Aim of the exercise: Across the data below, how many lines have the word "OccupancyGrid" in them? Respond with the number alone.
----------
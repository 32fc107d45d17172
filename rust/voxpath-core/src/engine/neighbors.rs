use crate::models::Coord;
use crate::occupancy::OccupancyGrid;

/// Expansion order is part of the solver's tie-breaking, so it must not change.
pub const NEIGHBOR_OFFSETS: [(i32, i32, i32); 18] = [
    // horizontal axes
    (1, 0, 0),
    (-1, 0, 0),
    (0, 0, 1),
    (0, 0, -1),
    // horizontal diagonals
    (1, 0, 1),
    (1, 0, -1),
    (-1, 0, 1),
    (-1, 0, -1),
    // vertical
    (0, 1, 0),
    (0, -1, 0),
    // up + one horizontal axis
    (1, 1, 0),
    (-1, 1, 0),
    (0, 1, 1),
    (0, 1, -1),
    // down + one horizontal axis
    (1, -1, 0),
    (-1, -1, 0),
    (0, -1, 1),
    (0, -1, -1),
];

/// Walkable cells one step away from `c`, in [`NEIGHBOR_OFFSETS`] order.
pub fn walkable_neighbors(grid: &OccupancyGrid, c: Coord) -> impl Iterator<Item = Coord> + '_ {
    NEIGHBOR_OFFSETS
        .iter()
        .filter_map(move |&(dx, dy, dz)| c.checked_offset(dx, dy, dz))
        .filter(move |n| grid.is_walkable(*n))
}

/// True when `b` is exactly one neighbor offset away from `a`.
pub fn is_neighbor_step(a: Coord, b: Coord) -> bool {
    let step = (b.x as i64 - a.x as i64, b.y as i64 - a.y as i64, b.z as i64 - a.z as i64);
    NEIGHBOR_OFFSETS.iter().any(|&(dx, dy, dz)| (dx as i64, dy as i64, dz as i64) == step)
}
----------
Task result: 2